## Try it:
Return the complete listing without omission.

## Data supplied:
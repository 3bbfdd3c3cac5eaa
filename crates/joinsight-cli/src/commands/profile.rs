//! Profile command - print a dataset profile for mapping suggestion.

use std::path::PathBuf;

use joinsight::Parser;

pub fn run(file: PathBuf, sample_rows: usize) -> Result<(), Box<dyn std::error::Error>> {
    if !file.exists() {
        return Err(format!("File not found: {}", file.display()).into());
    }

    let (dataset, source) = Parser::new().load_dataset(&file)?;
    tracing::debug!(file = %source.file, hash = %source.hash, "profiling dataset");

    let profile = dataset.profile(sample_rows);
    println!("{}", serde_json::to_string_pretty(&profile)?);

    Ok(())
}
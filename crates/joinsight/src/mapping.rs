//! Candidate join-key mappings between two datasets.

use std::fmt;

use serde::{Deserialize, Serialize};

use crate::error::MappingError;

/// Role a column pair plays in the join.
#[derive(Debug, Clone, Copy, PartialEq, Eq, Hash, PartialOrd, Ord, Serialize, Deserialize)]
#[serde(rename_all = "snake_case")]
pub enum Role {
    Customer,
    Date,
    Product,
}

impl Role {
    /// Roles every complete candidate must carry.
    pub const REQUIRED: [Role; 2] = [Role::Customer, Role::Date];

    pub fn label(&self) -> &'static str {
        match self {
            Role::Customer => "customer",
            Role::Date => "date",
            Role::Product => "product",
        }
    }
}

impl fmt::Display for Role {
    fn fmt(&self, f: &mut fmt::Formatter<'_>) -> fmt::Result {
        f.write_str(self.label())
    }
}

/// A column in a named dataset.
#[derive(Debug, Clone, PartialEq, Eq, Hash, Serialize, Deserialize)]
pub struct ColumnRef {
    pub dataset: String,
    pub column: String,
}

impl ColumnRef {
    pub fn new(dataset: impl Into<String>, column: impl Into<String>) -> Self {
        Self {
            dataset: dataset.into(),
            column: column.into(),
        }
    }
}

impl fmt::Display for ColumnRef {
    fn fmt(&self, f: &mut fmt::Formatter<'_>) -> fmt::Result {
        write!(f, "{}.{}", self.dataset, self.column)
    }
}

/// One role-tagged column pair: `left` from the first dataset, `right` from the second.
#[derive(Debug, Clone, PartialEq, Eq, Serialize, Deserialize)]
pub struct FieldMapping {
    pub role: Role,
    pub left: ColumnRef,
    pub right: ColumnRef,
}

impl FieldMapping {
    pub fn new(role: Role, left: ColumnRef, right: ColumnRef) -> Self {
        Self { role, left, right }
    }

    /// Field-pair key, `"{left column}_{right column}"`.
    pub fn key(&self) -> String {
        format!("{}_{}", self.left.column, self.right.column)
    }

    pub fn is_date(&self) -> bool {
        self.role == Role::Date
    }
}

/// A proposed set of column correspondences, at most one per role.
#[derive(Debug, Clone, PartialEq, Eq, Default, Serialize)]
pub struct CandidateMapping {
    fields: Vec<FieldMapping>,
}

impl CandidateMapping {
    /// Build a candidate, checking that roles are unique and each pair spans both datasets.
    ///
    /// Required roles are not enforced here; see [`CandidateMapping::ensure_complete`].
    pub fn new(fields: Vec<FieldMapping>) -> Result<Self, MappingError> {
        for (i, field) in fields.iter().enumerate() {
            if fields[..i].iter().any(|f| f.role == field.role) {
                return Err(MappingError::DuplicateRole(field.role));
            }
            if field.left.dataset == field.right.dataset {
                return Err(MappingError::SameDataset {
                    role: field.role,
                    dataset: field.left.dataset.clone(),
                });
            }
        }
        Ok(Self { fields })
    }

    /// Build a complete customer/date[/product] candidate between two datasets.
    pub fn between(
        left_dataset: &str,
        right_dataset: &str,
        customer: (&str, &str),
        date: (&str, &str),
        product: Option<(&str, &str)>,
    ) -> Result<Self, MappingError> {
        let pair = |role: Role, (l, r): (&str, &str)| {
            FieldMapping::new(
                role,
                ColumnRef::new(left_dataset, l),
                ColumnRef::new(right_dataset, r),
            )
        };

        let mut fields = vec![pair(Role::Customer, customer), pair(Role::Date, date)];
        if let Some(product) = product {
            fields.push(pair(Role::Product, product));
        }
        Self::new(fields)
    }

    /// Fail with the first required role that is absent.
    pub fn ensure_complete(&self) -> Result<(), MappingError> {
        match Role::REQUIRED.iter().find(|role| self.field(**role).is_none()) {
            Some(role) => Err(MappingError::MissingRole(*role)),
            None => Ok(()),
        }
    }

    pub fn fields(&self) -> &[FieldMapping] {
        &self.fields
    }

    /// The mapping for a role, if present.
    pub fn field(&self, role: Role) -> Option<&FieldMapping> {
        self.fields.iter().find(|f| f.role == role)
    }

    pub fn is_empty(&self) -> bool {
        self.fields.is_empty()
    }

    pub fn len(&self) -> usize {
        self.fields.len()
    }
}

/// A column pair as emitted by a mapping-suggestion service.
#[derive(Debug, Clone, PartialEq, Eq, Serialize, Deserialize)]
pub struct SuggestedPair {
    pub table1_field: String,
    pub table2_field: String,
}

/// Suggestion-service document for one candidate mapping.
#[derive(Debug, Clone, PartialEq, Eq, Default, Serialize, Deserialize)]
pub struct MappingDocument {
    #[serde(default, skip_serializing_if = "Option::is_none")]
    pub customer_mapping: Option<SuggestedPair>,
    #[serde(default, skip_serializing_if = "Option::is_none")]
    pub date_mapping: Option<SuggestedPair>,
    #[serde(default, skip_serializing_if = "Option::is_none")]
    pub product_mapping: Option<SuggestedPair>,
}

impl MappingDocument {
    /// Convert into a complete candidate over the two named datasets.
    pub fn into_candidate(
        self,
        left_dataset: &str,
        right_dataset: &str,
    ) -> Result<CandidateMapping, MappingError> {
        let fields = [
            (Role::Customer, self.customer_mapping),
            (Role::Date, self.date_mapping),
            (Role::Product, self.product_mapping),
        ]
        .into_iter()
        .filter_map(|(role, pair)| {
            pair.map(|p| {
                FieldMapping::new(
                    role,
                    ColumnRef::new(left_dataset, p.table1_field),
                    ColumnRef::new(right_dataset, p.table2_field),
                )
            })
        })
        .collect();

        let candidate = CandidateMapping::new(fields)?;
        candidate.ensure_complete()?;
        Ok(candidate)
    }
}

## Response to this task:
repository 3bbfdd3c3cac5eaa
filename crates/joinsight-cli/src/commands/profile.rs
//! Profile command - print a dataset profile for mapping suggestion.

use std::path::PathBuf;

use joinsight::Parser;

pub fn run(file: PathBuf, sample_rows: usize) -> Result<(), Box<dyn std::error::Error>> {
    if !file.exists() {
        return Err(format!("File not found: {}", file.display()).into());
    }

    let (dataset, source) = Parser::new().load_dataset(&file)?;
    tracing::debug!(file = %source.file, hash = %source.hash, "profiling dataset");

    let profile = dataset.profile(sample_rows);
    println!("{}", serde_json::to_string_pretty(&profile)?);

    Ok(())
}
filename crates/joinsight/src/mapping.rs
//! Candidate join-key mappings between two datasets.

use std::fmt;

use serde::{Deserialize, Serialize};

use crate::error::MappingError;

/// Role a column pair plays in the join.
#[derive(Debug, Clone, Copy, PartialEq, Eq, Hash, PartialOrd, Ord, Serialize, Deserialize)]
#[serde(rename_all = "snake_case")]
pub enum Role {
    Customer,
    Date,
    Product,
}

impl Role {
    /// Roles every complete candidate must carry.
    pub const REQUIRED: [Role; 2] = [Role::Customer, Role::Date];

    pub fn label(&self) -> &'static str {
        match self {
            Role::Customer => "customer",
            Role::Date => "date",
            Role::Product => "product",
        }
    }
}

impl fmt::Display for Role {
    fn fmt(&self, f: &mut fmt::Formatter<'_>) -> fmt::Result {
        f.write_str(self.label())
    }
}

/// A column in a named dataset.
#[derive(Debug, Clone, PartialEq, Eq, Hash, Serialize, Deserialize)]
pub struct ColumnRef {
    pub dataset: String,
    pub column: String,
}

impl ColumnRef {
    pub fn new(dataset: impl Into<String>, column: impl Into<String>) -> Self {
        Self {
            dataset: dataset.into(),
            column: column.into(),
        }
    }
}

impl fmt::Display for ColumnRef {
    fn fmt(&self, f: &mut fmt::Formatter<'_>) -> fmt::Result {
        write!(f, "{}.{}", self.dataset, self.column)
    }
}

/// One role-tagged column pair: `left` from the first dataset, `right` from the second.
#[derive(Debug, Clone, PartialEq, Eq, Serialize, Deserialize)]
pub struct FieldMapping {
    pub role: Role,
    pub left: ColumnRef,
    pub right: ColumnRef,
}

impl FieldMapping {
    pub fn new(role: Role, left: ColumnRef, right: ColumnRef) -> Self {
        Self { role, left, right }
    }

    /// Field-pair key, `"{left column}_{right column}"`.
    pub fn key(&self) -> String {
        format!("{}_{}", self.left.column, self.right.column)
    }

    pub fn is_date(&self) -> bool {
        self.role == Role::Date
    }
}

/// A proposed set of column correspondences, at most one per role.
#[derive(Debug, Clone, PartialEq, Eq, Default, Serialize)]
pub struct CandidateMapping {
    fields: Vec<FieldMapping>,
}

impl CandidateMapping {
    /// Build a candidate, checking that roles are unique and each pair spans both datasets.
    ///
    /// Required roles are not enforced here; see [`CandidateMapping::ensure_complete`].
    pub fn new(fields: Vec<FieldMapping>) -> Result<Self, MappingError> {
        for (i, field) in fields.iter().enumerate() {
            if fields[..i].iter().any(|f| f.role == field.role) {
                return Err(MappingError::DuplicateRole(field.role));
            }
            if field.left.dataset == field.right.dataset {
                return Err(MappingError::SameDataset {
                    role: field.role,
                    dataset: field.left.dataset.clone(),
                });
            }
        }
        Ok(Self { fields })
    }

    /// Build a complete customer/date[/product] candidate between two datasets.
    pub fn between(
        left_dataset: &str,
        right_dataset: &str,
        customer: (&str, &str),
        date: (&str, &str),
        product: Option<(&str, &str)>,
    ) -> Result<Self, MappingError> {
        let pair = |role: Role, (l, r): (&str, &str)| {
            FieldMapping::new(
                role,
                ColumnRef::new(left_dataset, l),
                ColumnRef::new(right_dataset, r),
            )
        };

        let mut fields = vec![pair(Role::Customer, customer), pair(Role::Date, date)];
        if let Some(product) = product {
            fields.push(pair(Role::Product, product));
        }
        Self::new(fields)
    }

    /// Fail with the first required role that is absent.
    pub fn ensure_complete(&self) -> Result<(), MappingError> {
        match Role::REQUIRED.iter().find(|role| self.field(**role).is_none()) {
            Some(role) => Err(MappingError::MissingRole(*role)),
            None => Ok(()),
        }
    }

    pub fn fields(&self) -> &[FieldMapping] {
        &self.fields
    }

    /// The mapping for a role, if present.
    pub fn field(&self, role: Role) -> Option<&FieldMapping> {
        self.fields.iter().find(|f| f.role == role)
    }

    pub fn is_empty(&self) -> bool {
        self.fields.is_empty()
    }

    pub fn len(&self) -> usize {
        self.fields.len()
    }
}

/// A column pair as emitted by a mapping-suggestion service.
#[derive(Debug, Clone, PartialEq, Eq, Serialize, Deserialize)]
pub struct SuggestedPair {
    pub table1_field: String,
    pub table2_field: String,
}

/// Suggestion-service document for one candidate mapping.
#[derive(Debug, Clone, PartialEq, Eq, Default, Serialize, Deserialize)]
pub struct MappingDocument {
    #[serde(default, skip_serializing_if = "Option::is_none")]
    pub customer_mapping: Option<SuggestedPair>,
    #[serde(default, skip_serializing_if = "Option::is_none")]
    pub date_mapping: Option<SuggestedPair>,
    #[serde(default, skip_serializing_if = "Option::is_none")]
    pub product_mapping: Option<SuggestedPair>,
}

impl MappingDocument {
    /// Convert into a complete candidate over the two named datasets.
    pub fn into_candidate(
        self,
        left_dataset: &str,
        right_dataset: &str,
    ) -> Result<CandidateMapping, MappingError> {
        let fields = [
            (Role::Customer, self.customer_mapping),
            (Role::Date, self.date_mapping),
            (Role::Product, self.product_mapping),
        ]
        .into_iter()
        .filter_map(|(role, pair)| {
            pair.map(|p| {
                FieldMapping::new(
                    role,
                    ColumnRef::new(left_dataset, p.table1_field),
                    ColumnRef::new(right_dataset, p.table2_field),
                )
            })
        })
        .collect();

        let candidate = CandidateMapping::new(fields)?;
        candidate.ensure_complete()?;
        Ok(candidate)
    }
}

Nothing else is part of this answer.